“Pembe” öngörülerle dolu yeni OVP, halka hesap vermekten çok piyasalara güven aşılamayı amaçlıyor. Geçmiş OVP’lerde tutmayan tahminler sorgulanmazken, yeni programda ekonomik mucize bekleniyor.
Dün 2026-2028 dönemini kapsayan Orta Vadeli Program (OVP) açıklandı. OVP’ler ekonomide karar alıcılara ışık tutan, geleceğe yönelik öngörülerde bulunmalarını kolaylaştıran politika metinleri değil, “pembe hayaller” satan temenniler olarak biliniyor.
Böyle bir belgeyi ciddiye almak için, öncelikle geçmişe yönelik bir muhasebede bulunması, tutmayan hedeflerin gerekçelerini açıklaması beklenir.

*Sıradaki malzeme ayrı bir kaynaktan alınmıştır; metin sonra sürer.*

//! Profile mappers: one per provider, from the provider's JSON to `UserInformation`.

use serde_json::Value;

use crate::error::{oauth_error, Error, OAuthErrorKind};
use crate::oauth::{Gender, UserInformation};

/// String or number field, as a non-empty string.
fn str_field(profile: &Value, key: &str) -> Option<String> {
    match profile.get(key)? {
        Value::String(s) if !s.trim().is_empty() => Some(s.trim().to_string()),
        Value::Number(n) => Some(n.to_string()),
        _ => None,
    }
}

fn required_id(profile: &Value, key: &str) -> Result<String, Error> {
    str_field(profile, key).ok_or_else(|| {
        oauth_error(
            OAuthErrorKind::MissingField,
            &format!("Profile response has no '{}'", key),
        )
    })
}

fn gender(profile: &Value) -> Gender {
    str_field(profile, "gender")
        .map(|g| Gender::from_provider_value(&g))
        .unwrap_or_default()
}

/// Unwrap a `{"<key>": {...}}` envelope.
fn envelope<'a>(profile: &'a Value, key: &str) -> Result<&'a Value, Error> {
    profile.get(key).filter(|v| v.is_object()).ok_or_else(|| {
        oauth_error(
            OAuthErrorKind::InvalidResponse,
            &format!("Profile response has no '{}' object", key),
        )
    })
}

pub fn google(profile: &Value) -> Result<UserInformation, Error> {
    Ok(UserInformation {
        id: required_id(profile, "id")?,
        name: str_field(profile, "name"),
        email: str_field(profile, "email"),
        locale: str_field(profile, "locale"),
        user_name: str_field(profile, "given_name"),
        gender: gender(profile),
        picture: str_field(profile, "picture"),
    })
}

pub fn facebook(profile: &Value) -> Result<UserInformation, Error> {
    let id = required_id(profile, "id")?;
    Ok(UserInformation {
        picture: Some(format!("https://graph.facebook.com/{}/picture", id)),
        name: str_field(profile, "name"),
        email: str_field(profile, "email"),
        locale: str_field(profile, "locale"),
        user_name: str_field(profile, "username"),
        gender: gender(profile),
        id,
    })
}

pub fn github(profile: &Value) -> Result<UserInformation, Error> {
    Ok(UserInformation {
        id: required_id(profile, "id")?,
        name: str_field(profile, "name"),
        email: str_field(profile, "email"),
        locale: None,
        user_name: str_field(profile, "login"),
        gender: Gender::Unknown,
        picture: str_field(profile, "avatar_url"),
    })
}

pub fn linkedin(profile: &Value) -> Result<UserInformation, Error> {
    Ok(UserInformation {
        id: required_id(profile, "id")?,
        name: str_field(profile, "formattedName"),
        email: str_field(profile, "emailAddress"),
        locale: None,
        user_name: None,
        gender: Gender::Unknown,
        picture: str_field(profile, "pictureUrl"),
    })
}

pub fn amazon(profile: &Value) -> Result<UserInformation, Error> {
    Ok(UserInformation {
        id: required_id(profile, "user_id")?,
        name: str_field(profile, "name"),
        email: str_field(profile, "email"),
        ..Default::default()
    })
}

pub fn windows_live(profile: &Value) -> Result<UserInformation, Error> {
    let email = profile.get("emails").and_then(|emails| {
        str_field(emails, "preferred").or_else(|| str_field(emails, "account"))
    });
    Ok(UserInformation {
        id: required_id(profile, "id")?,
        name: str_field(profile, "name"),
        email,
        locale: str_field(profile, "locale"),
        user_name: None,
        gender: gender(profile),
        picture: None,
    })
}

pub fn arcgis(profile: &Value) -> Result<UserInformation, Error> {
    let username = required_id(profile, "username")?;
    Ok(UserInformation {
        id: username.clone(),
        name: str_field(profile, "fullName"),
        email: str_field(profile, "email"),
        locale: str_field(profile, "culture"),
        user_name: Some(username),
        gender: Gender::Unknown,
        picture: None,
    })
}

pub fn instagram(profile: &Value) -> Result<UserInformation, Error> {
    let data = envelope(profile, "data")?;
    Ok(UserInformation {
        id: required_id(data, "id")?,
        name: str_field(data, "full_name"),
        email: None,
        locale: None,
        user_name: str_field(data, "username"),
        gender: Gender::Unknown,
        picture: str_field(data, "profile_picture"),
    })
}

pub fn thirty_seven_signals(profile: &Value) -> Result<UserInformation, Error> {
    let identity = envelope(profile, "identity")?;
    let name = match (
        str_field(identity, "first_name"),
        str_field(identity, "last_name"),
    ) {
        (Some(first), Some(last)) => Some(format!("{} {}", first, last)),
        (first, last) => first.or(last),
    };
    Ok(UserInformation {
        id: required_id(identity, "id")?,
        name,
        email: str_field(identity, "email_address"),
        ..Default::default()
    })
}

pub fn twitter(profile: &Value) -> Result<UserInformation, Error> {
    Ok(UserInformation {
        id: required_id(profile, "id_str").or_else(|_| required_id(profile, "id"))?,
        name: str_field(profile, "name"),
        email: str_field(profile, "email"),
        locale: str_field(profile, "lang"),
        user_name: str_field(profile, "screen_name"),
        gender: Gender::Unknown,
        picture: str_field(profile, "profile_image_url_https")
            .or_else(|| str_field(profile, "profile_image_url")),
    })
}

#[cfg(test)]
mod tests {
    use super::*;
    use crate::error::ErrorKind;
    use serde_json::json;

    #[test]
    fn test_google_profile() {
        let user = google(&json!({
            "id": "1089",
            "name": "Jane Doe",
            "given_name": "Jane",
            "email": "jane@example.com",
            "locale": "en",
            "gender": "female",
            "picture": "https://lh3.googleusercontent.com/photo.jpg"
        }))
        .unwrap();

        assert_eq!(user.id, "1089");
        assert_eq!(user.user_name.as_deref(), Some("Jane"));
        assert_eq!(user.gender, Gender::Female);
        assert_eq!(
            user.picture.as_deref(),
            Some("https://lh3.googleusercontent.com/photo.jpg")
        );
    }

    #[test]
    fn test_facebook_picture_from_id() {
        let user = facebook(&json!({"id": "4", "name": "Mark", "gender": "male"})).unwrap();
        assert_eq!(
            user.picture.as_deref(),
            Some("https://graph.facebook.com/4/picture")
        );
        assert_eq!(user.gender, Gender::Male);
    }

    #[test]
    fn test_github_numeric_id() {
        let user = github(&json!({
            "id": 583231,
            "login": "octocat",
            "name": "The Octocat",
            "email": null,
            "avatar_url": "https://avatars.githubusercontent.com/u/583231"
        }))
        .unwrap();

        assert_eq!(user.id, "583231");
        assert_eq!(user.user_name.as_deref(), Some("octocat"));
        assert_eq!(user.email, None);
    }

    #[test]
    fn test_windows_live_preferred_email() {
        let user = windows_live(&json!({
            "id": "8c8ce076ca27823f",
            "name": "Roberto Tamburello",
            "emails": {"preferred": "roberto@contoso.com", "account": "rob@live.com"},
            "locale": "en_US"
        }))
        .unwrap();

        assert_eq!(user.email.as_deref(), Some("roberto@contoso.com"));
        assert_eq!(user.locale.as_deref(), Some("en_US"));
    }

    #[test]
    fn test_arcgis_username_is_id() {
        let user = arcgis(&json!({"username": "jdoe_esri", "fullName": "J Doe", "culture": "en"}))
            .unwrap();
        assert_eq!(user.id, "jdoe_esri");
        assert_eq!(user.user_name.as_deref(), Some("jdoe_esri"));
    }

    #[test]
    fn test_instagram_data_envelope() {
        let user = instagram(&json!({
            "data": {"id": "1574083", "username": "snoopdogg", "full_name": "Snoop Dogg"}
        }))
        .unwrap();
        assert_eq!(user.id, "1574083");
        assert_eq!(user.name.as_deref(), Some("Snoop Dogg"));

        let err = instagram(&json!({"meta": {"code": 400}})).unwrap_err();
        assert_eq!(
            err.error_kind,
            ErrorKind::OAuth(OAuthErrorKind::InvalidResponse)
        );
    }

    #[test]
    fn test_thirty_seven_signals_identity() {
        let user = thirty_seven_signals(&json!({
            "identity": {
                "id": 9999999,
                "first_name": "Jason",
                "last_name": "Fried",
                "email_address": "jason@37signals.com"
            }
        }))
        .unwrap();

        assert_eq!(user.id, "9999999");
        assert_eq!(user.name.as_deref(), Some("Jason Fried"));
        assert_eq!(user.email.as_deref(), Some("jason@37signals.com"));
    }

    #[test]
    fn test_twitter_profile() {
        let user = twitter(&json!({
            "id": 38895958,
            "id_str": "38895958",
            "name": "Sean Cook",
            "screen_name": "theSeanCook",
            "lang": "en",
            "profile_image_url_https": "https://pbs.twimg.com/normal.jpeg"
        }))
        .unwrap();

        assert_eq!(user.id, "38895958");
        assert_eq!(user.user_name.as_deref(), Some("theSeanCook"));
        assert_eq!(user.locale.as_deref(), Some("en"));
    }

    #[test]
    fn test_missing_id_is_rejected() {
        let err = amazon(&json!({"name": "No Id"})).unwrap_err();
        assert_eq!(err.error_kind, ErrorKind::OAuth(OAuthErrorKind::MissingField));
    }
}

Örneğin geçtiğimiz yılki OVP’de 2025 büyümesi yüzde 4,0, yıl sonu tüketici enflasyonu ise yüzde 17,5 olarak öngörülmüştü. Şimdi 2025 büyümesi yüzde 3,3, enflasyonu ise yüzde 28,5 tahmin ediliyor.
Her iki cephede de olumsuz yönde hedef şaşması bir zaaf gibi kabul edilmiyor. Aksine, bir yıl öncesine göre enflasyon düşerken pozitif büyüme sağlanması argümanıyla bir başarı öyküsü yazılıyor.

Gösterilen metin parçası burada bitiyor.